The news that the Sex in the City DVD sold an amazing 920,000 copies in the UK last week and that the latest Kings of Leon CD sold 220,000 copies, also shows that low price ‘retail therapy’ items will sell regardless of (or probably because of) the economic climate. But that’s a rare bright spot.

Higher up the consumer electronics scale, the news is far from good. Sales of flat screen TVs have slumped. At one time, it was believed that Apple would defy any downturn. Not anymore. Rumours abound that Apple too is having difficulty shifting kit. Not helped this week by Wolfson (a significant Apple supplier) warning of a “material reduction in orders”. Everyone seems to be bracing themselves for a really tough Christmas.

As US politicians have been saying all week, the problem is not Wall Street anymore – it’s Main Street. Technology, just like the automobile sector in the past, is now a core and mature part of the economy. IT is now “Main Street”.

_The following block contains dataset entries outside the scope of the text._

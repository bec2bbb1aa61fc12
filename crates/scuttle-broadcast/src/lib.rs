//! Scuttle Broadcast - The radio layer under replication
//!
//! Relays share one lossy broadcast medium. This crate provides:
//! - Waves and ARQ requests, the two kinds of transmission
//! - Topology and per-relay neighbor tables
//! - The medium: distance latency, jitter, loss, collisions, bandwidth
//! - Relays: flooding with causal per-source delivery and pull-based
//!   retransmission, hosting one replication participant each
//! - Addressed delivery on top of the flood: direct messages for one relay,
//!   topic messages for subscribers

pub mod wave;
pub mod topology;
pub mod medium;
pub mod relay;

pub use wave::*;
pub use topology::*;
pub use medium::*;
pub use relay::*;
//! Sealed private payloads
//!
//! A sealed payload is readable by one feed only. The sender runs X25519
//! between a fresh ephemeral key and the Montgomery form of the
//! recipient's feed key, derives a one-time ChaCha20-Poly1305 key with
//! HKDF-SHA256 and prepends its ephemeral public key to the ciphertext.
//!
//! Envelope format: ephemeral_public(32) | ciphertext | tag(16)

use chacha20poly1305::{
    aead::{Aead, KeyInit, Payload},
    ChaCha20Poly1305, Nonce,
};
use hkdf::Hkdf;
use rand::{CryptoRng, RngCore};
use sha2::Sha256;
use x25519_dalek::{EphemeralSecret, PublicKey};

use scuttle_core::{Content, FeedId, ScuttleError, ScuttleResult};

use crate::{Identity, PublicIdentity};

/// Key size for ChaCha20-Poly1305
pub const KEY_SIZE: usize = 32;

/// Nonce size for ChaCha20-Poly1305
pub const NONCE_SIZE: usize = 12;

/// Tag size for ChaCha20-Poly1305
pub const TAG_SIZE: usize = 16;

/// Ephemeral X25519 public key carried in front of the ciphertext
pub const EPHEMERAL_KEY_SIZE: usize = 32;

const SEALED_INFO: &[u8] = b"SCUTTLE_SEALED_v0";

/// Encrypt `plaintext` so only `recipient` can read it
pub fn seal<R: CryptoRng + RngCore>(
    recipient: &FeedId,
    plaintext: &[u8],
    rng: &mut R,
) -> ScuttleResult<Vec<u8>> {
    let public = PublicIdentity::from_feed(recipient)?;
    let ephemeral = EphemeralSecret::random_from_rng(rng);
    let ephemeral_public = PublicKey::from(&ephemeral);
    let shared = ephemeral.diffie_hellman(&public.exchange_public());

    let cipher = cipher_for(shared.as_bytes(), ephemeral_public.as_bytes())?;
    let ciphertext = cipher
        .encrypt(
            &Nonce::default(),
            Payload {
                msg: plaintext,
                aad: recipient.as_bytes(),
            },
        )
        .map_err(|_| ScuttleError::DecryptionFailed)?;

    let mut envelope = Vec::with_capacity(EPHEMERAL_KEY_SIZE + ciphertext.len());
    envelope.extend_from_slice(ephemeral_public.as_bytes());
    envelope.extend_from_slice(&ciphertext);
    Ok(envelope)
}

/// Decrypt an envelope addressed to `identity`
pub fn open(identity: &Identity, envelope: &[u8]) -> ScuttleResult<Vec<u8>> {
    if envelope.len() < EPHEMERAL_KEY_SIZE + TAG_SIZE {
        return Err(ScuttleError::BufferTooShort {
            expected: EPHEMERAL_KEY_SIZE + TAG_SIZE,
            actual: envelope.len(),
        });
    }
    let mut ephemeral_bytes = [0u8; EPHEMERAL_KEY_SIZE];
    ephemeral_bytes.copy_from_slice(&envelope[..EPHEMERAL_KEY_SIZE]);
    let ephemeral_public = PublicKey::from(ephemeral_bytes);
    let shared = identity.exchange_secret().diffie_hellman(&ephemeral_public);

    let cipher = cipher_for(shared.as_bytes(), &ephemeral_bytes)?;
    cipher
        .decrypt(
            &Nonce::default(),
            Payload {
                msg: &envelope[EPHEMERAL_KEY_SIZE..],
                aad: identity.feed_id().as_bytes(),
            },
        )
        .map_err(|_| ScuttleError::DecryptionFailed)
}

/// Build `Content::Sealed` for `recipient`
pub fn seal_content<R: CryptoRng + RngCore>(
    recipient: FeedId,
    plaintext: &[u8],
    rng: &mut R,
) -> ScuttleResult<Content> {
    let envelope = seal(&recipient, plaintext, rng)?;
    Ok(Content::Sealed {
        recipient,
        envelope,
    })
}

/// Read sealed content addressed to `identity`
pub fn open_content(identity: &Identity, content: &Content) -> ScuttleResult<Vec<u8>> {
    match content {
        Content::Sealed {
            recipient,
            envelope,
        } => {
            if *recipient != identity.feed_id() {
                return Err(ScuttleError::NotRecipient(*recipient));
            }
            open(identity, envelope)
        }
        _ => Err(ScuttleError::InvalidWireFormat(
            "content is not sealed".into(),
        )),
    }
}

fn cipher_for(shared: &[u8; 32], salt: &[u8; 32]) -> ScuttleResult<ChaCha20Poly1305> {
    let hkdf = Hkdf::<Sha256>::new(Some(salt), shared);
    let mut key = [0u8; KEY_SIZE];
    hkdf.expand(SEALED_INFO, &mut key)
        .map_err(|_| ScuttleError::DecryptionFailed)?;
    ChaCha20Poly1305::new_from_slice(&key).map_err(|_| ScuttleError::DecryptionFailed)
}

My advice for most of the last year has been ‘batten down the hatches – a storm is approaching’.

Now the storm is here.

Footnote – Anyone thinking that any downturn will be short-lived would do well to study Japan. They had their equivalent of the current financial meltdown over 20 years ago. They are still suffering. The Nikkei reach a high of 38,957 at the end of 1989. It closed last Friday on 10,938. The call it the 'Lost Decade'. Let's hope ours doesn't last quite THAT long!